Il treno non riparte, è al capolinea e tutta la stazione si ricopre di un silenzio totale; binario uno, non ho bisogno del sottopassaggio, attraverso l’atrio deserto e sono nella piazza. Anni fa era diversa, ci passavano le automobili dentro, poi piani regolatori, sostenibilità, campagne elettorali… è diventata un giardino. Da sempre mi chiedo a che cosa serve un giardino? O lo si usa o lo si guarda. E se lo si usa, ecco se ne gode del farlo, se lo si guarda, beh ci si rallegra del bello. Qui non posso né l’una né l’altra cosa: che disastro.

Attraverso la strada e trovo un altro giardino, vero stavolta e grande, ma purtroppo a quest’ora è chiuso. È completamente circondato da un’alta recinzione di ferro e il cancello che mi trovo davanti è sbarrato, uno spazio inaccessibile. Non posso usarlo, né posso guardarlo, da fuori la caligine mi impedisce la vista, posso scorgere solo fino a pochi passi davanti a me. Decido allora di aggirarlo in senso orario, non mi sono mai piaciuti gli “anti”, né nel giro delle lancette dell’orologio, né nei comitati e nelle organizzazioni a sfavore di qualche cosa. Mi è sempre sembrato che l’essere “No X” si perdesse ogni volta la vitalità della proposta, mancasse sempre dell’idea, della costruzione, del fare, in un’eterna notte di Penelope.

Al primo angolo cambio marciapiede, di fronte ho una costruzione imponente, grigia e austera ma anche bella. È una scuola elementare. Mi fermo davanti alle grandi scale che conducono all’ingresso, chiudo gli occhi ed ecco apparirmi le mie di scale, della mia scuola da bambino e dopo pochi istanti, un suono immaginario spunta dalla nebbia, si ode un vociare di strilli e di grida, risate e urla, tutte sul registro più acuto dello spettro sonoro. È come se fossero lì, decine, centinaia di piccoli esserini che a rotta di collo, si lanciano tra le braccia di un papà o di una mamma. E sognarla, questa scena mi fa scendere una lacrima grossa, la stessa che mi bagnò la guancia un giorno di tanti anni fa, salite quelle scale (più piccole, ma sempre belle) verso l’ingresso del mio primo giorno di scuola. Non ho il ricordo di essermi voltato sulla porta, ma di aver guardato dalla prima finestra, subito dentro sulla destra. E là oltre il vetro sottile, dopo il piccolo cortile e il cancello, c’eri tu, mamma. Tu-tum, il cuore mi dà un battito più forte.

“Coff coff”

È questo il rumore che mi riporta alla realtà, c’è qualcuno qui vicino, l’ho sentita tossire. Lei è lì a pochi metri seduta su una panchina, indossa tre o quattro cappotti pesanti e ai lati, come a difenderla dal mondo, ha due borsoni giganti ricolmi di chissà che cosa; tiene stranamente le gambe accavallate e ha il volto pieno di rughe.

  • “Buona sera”
  • “Buona sera”
  • “Come va?”
  • “Bene”
  • “Come stai qui?”
  • “Un po’ freddo”
  • “Hai bisogno di qualcosa?”
  • “No, grazie”
  • “Che ne so due spicci, un panino?”
  • “No, grazie”
  • “Beh allora buona sera”
  • “Buona sera”

Supero la signora della panchina ancora un po’ stupito dalla raffica di risposte così ferme nel senso e allo stesso tempo così traballanti nella voce. Mi chiedo cosa magari avrei potuto chiederle per riuscire ad aiutarla in qualche modo; chissà com’è davvero la sua vita, quante storie avrà da raccontare?
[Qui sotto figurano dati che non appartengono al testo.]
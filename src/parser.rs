//! Free-text order parsing
//!
//! Turns `"2 burgers with no onion and extra sauce, bruschetta"` into one
//! [`ParsedLineItem`] per comma-separated segment. Parsing is total: any input,
//! however malformed, produces a best-effort list and never an error.

use serde::{Deserialize, Serialize};

/// One line of the order, as it will be added to the cart
#[derive(Debug, Clone, PartialEq, Eq, Serialize, Deserialize)]
pub struct ParsedLineItem {
    /// The segment as the caller wrote it
    pub raw_text: String,
    /// Menu name to search for on the site
    pub canonical_name: String,
    /// Always at least 1
    pub quantity: u32,
    pub modifications: Vec<String>,
}

/// Substring rule mapping free text onto a menu name. Every needle must occur.
struct MenuRule {
    all_of: &'static [&'static str],
    name: &'static str,
}

/// Checked in order; first match wins
const MENU_VOCABULARY: &[MenuRule] = &[
    MenuRule { all_of: &["bruschetta"], name: "Bruschetta" },
    MenuRule { all_of: &["wing", "2lb"], name: "Wings (2lb)" },
    MenuRule { all_of: &["wing", "2 lb"], name: "Wings (2lb)" },
    MenuRule { all_of: &["wing"], name: "Wings (1lb)" },
    MenuRule { all_of: &["quesadilla"], name: "Quesadilla" },
    MenuRule { all_of: &["burger"], name: "Angus Burger" },
    MenuRule { all_of: &["caesar"], name: "Caesar Salad" },
    MenuRule { all_of: &["garlic bread"], name: "Garlic Bread" },
];

const WITH_DELIMITER: &str = " with ";
const AND_DELIMITER: &str = " and ";

/// Parse the free-text item list, one item per non-blank comma-separated
/// segment. Empty segments such as the middle of `"burger, , wings"` name no
/// item and are skipped, so that input yields two items.
pub fn parse_items(input: &str) -> Vec<ParsedLineItem> {
    input
        .split(',')
        .map(str::trim)
        .filter(|segment| !segment.is_empty())
        .map(parse_segment)
        .collect()
}

/// Map a free-text name onto the menu vocabulary, or return it unchanged
pub fn canonicalize(name: &str) -> String {
    let lower = name.to_lowercase();
    MENU_VOCABULARY
        .iter()
        .find(|rule| rule.all_of.iter().all(|needle| lower.contains(needle)))
        .map(|rule| rule.name.to_string())
        .unwrap_or_else(|| name.trim().to_string())
}

fn parse_segment(segment: &str) -> ParsedLineItem {
    let (quantity, rest) = split_quantity(segment);

    let (name, modifications) = match find_ignore_ascii_case(rest, WITH_DELIMITER) {
        Some(idx) => (
            &rest[..idx],
            split_modifications(&rest[idx + WITH_DELIMITER.len()..]),
        ),
        None => (rest, Vec::new()),
    };

    ParsedLineItem {
        raw_text: segment.to_string(),
        canonical_name: canonicalize(name.trim()),
        quantity,
        modifications,
    }
}

/// Leading integer followed by whitespace is the quantity
fn split_quantity(segment: &str) -> (u32, &str) {
    let digits_end = segment
        .find(|c: char| !c.is_ascii_digit())
        .unwrap_or(segment.len());

    if digits_end == 0 {
        return (1, segment);
    }
    match segment[digits_end..].chars().next() {
        Some(c) if c.is_whitespace() => {
            let quantity = segment[..digits_end]
                .parse::<u32>()
                .unwrap_or(u32::MAX)
                .max(1);
            (quantity, segment[digits_end..].trim_start())
        }
        _ => (1, segment),
    }
}

/// Split a segment's `with ...` tail on " and ". Commas never reach here:
/// they already separate items.
fn split_modifications(text: &str) -> Vec<String> {
    let mut mods = Vec::new();
    let mut rest = text;
    while let Some(idx) = find_ignore_ascii_case(rest, AND_DELIMITER) {
        mods.push(rest[..idx].trim().to_string());
        rest = &rest[idx + AND_DELIMITER.len()..];
    }
    mods.push(rest.trim().to_string());
    mods.retain(|m| !m.is_empty());
    mods
}

/// Byte offset of `needle` in `haystack`, ignoring ASCII case.
/// ASCII lowercasing keeps byte offsets aligned with the original.
fn find_ignore_ascii_case(haystack: &str, needle: &str) -> Option<usize> {
    haystack
        .to_ascii_lowercase()
        .find(&needle.to_ascii_lowercase())
}

#[cfg(test)]
mod tests {
    use super::*;

    #[test]
    fn single_plain_item() {
        let items = parse_items("bruschetta");
        assert_eq!(
            items,
            vec![ParsedLineItem {
                raw_text: "bruschetta".into(),
                canonical_name: "Bruschetta".into(),
                quantity: 1,
                modifications: vec![],
            }]
        );
    }

    #[test]
    fn quantity_and_modifications() {
        let items = parse_items("2 burgers with no onion and extra sauce");
        assert_eq!(items.len(), 1);
        assert_eq!(items[0].canonical_name, "Angus Burger");
        assert_eq!(items[0].quantity, 2);
        assert_eq!(items[0].modifications, vec!["no onion", "extra sauce"]);
    }

    #[test]
    fn one_item_per_segment_in_order() {
        let items = parse_items("garlic bread, 3 quesadilla ,caesar salad with no croutons");
        let names: Vec<_> = items.iter().map(|i| i.canonical_name.as_str()).collect();
        assert_eq!(names, vec!["Garlic Bread", "Quesadilla", "Caesar Salad"]);
        assert_eq!(items[1].quantity, 3);
        assert_eq!(items[2].modifications, vec!["no croutons"]);
        assert!(items[0].modifications.is_empty());
    }

    #[test]
    fn blank_segments_name_no_item() {
        let items = parse_items("burger, , wings,");
        let names: Vec<_> = items.iter().map(|i| i.canonical_name.as_str()).collect();
        assert_eq!(names, vec!["Angus Burger", "Wings (1lb)"]);
    }

    #[test]
    fn modifications_split_on_every_and() {
        let items = parse_items("burger with no onion AND extra sauce and  and pickles");
        assert_eq!(items[0].modifications, vec!["no onion", "extra sauce", "pickles"]);
    }

    #[test]
    fn wing_sizes() {
        assert_eq!(canonicalize("2lb wings"), "Wings (2lb)");
        assert_eq!(canonicalize("wings 2 lb"), "Wings (2lb)");
        assert_eq!(canonicalize("hot wings"), "Wings (1lb)");
    }

    #[test]
    fn unknown_names_pass_through() {
        let items = parse_items("2 lobster rolls");
        assert_eq!(items[0].canonical_name, "lobster rolls");
        assert_eq!(items[0].quantity, 2);
    }

    #[test]
    fn canonicalization_is_stable() {
        for rule in MENU_VOCABULARY {
            assert_eq!(canonicalize(rule.name), rule.name);
        }
    }

    #[test]
    fn digits_without_whitespace_are_not_quantity() {
        let items = parse_items("2lb wings");
        assert_eq!(items[0].quantity, 1);
        assert_eq!(items[0].canonical_name, "Wings (2lb)");
    }

    #[test]
    fn zero_quantity_becomes_one() {
        assert_eq!(parse_items("0 burger")[0].quantity, 1);
    }

    #[test]
    fn with_is_case_insensitive() {
        let items = parse_items("Burger WITH cheese AND bacon");
        assert_eq!(items[0].canonical_name, "Angus Burger");
        assert_eq!(items[0].modifications, vec!["cheese", "bacon"]);
    }

    #[test]
    fn malformed_input_never_panics() {
        assert!(parse_items("").is_empty());
        assert!(parse_items(" , ,, ").is_empty());

        let items = parse_items("with with, 7 ,  and");
        assert_eq!(items.len(), 3);
        assert!(items.iter().all(|i| i.quantity >= 1));
    }

    #[test]
    fn non_ascii_text_survives() {
        let items = parse_items("1 crème brûlée with extra crème");
        assert_eq!(items[0].canonical_name, "crème brûlée");
        assert_eq!(items[0].modifications, vec!["extra crème"]);
    }
}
Arrivo ad un altro giardino che è affacciato sul sagrato di una chiesa ed è preceduto da una doppia fila di alberi. Disposti in questo modo sembra che stiano lì, proprio quasi a separare il sacro ed il profano; di qua la casa di dio, di là quella degli uomini. Gli alberi che dalla terra partono per fare rotta verso il cielo, magnificamente nel loro dividere, uniscono.

Al di qua altri alberi, sparsi un po’ a caso; si dice sia dei vecchi l’esperienza del saper mettere a dimora le piante alla giusta distanza, quella saggezza data dall’aver visto un albero, negli anni, crescere e diventare grande. Questi avranno più di cent’anni, e chi li ha piantati mai lo avrebbe immaginato che tra le loro cortecce, come lunghi versi di una preghiera recitata per troppi anni a memoria, si sarebbero poi elevati alla divinità: il profumo fragrante di una pizza appena uscita dal forno, il baffo della schiuma della birra che si ferma sul labbro superiore al primo sorso, le note di una canzone che si mischiano alle parole sussurrate dell’amico, l’allegria chiassosa di un mercato per strada, il pizzico delle spezie, l’abbaiare gioioso di un cane, la figura stagliata sullo sfondo di un signore elegante che legge il giornale, il drindrin di un campanello della bici.

Un giardino di vita.

“Dooooonng”

È mezzanotte.

Ecco, sono tornato.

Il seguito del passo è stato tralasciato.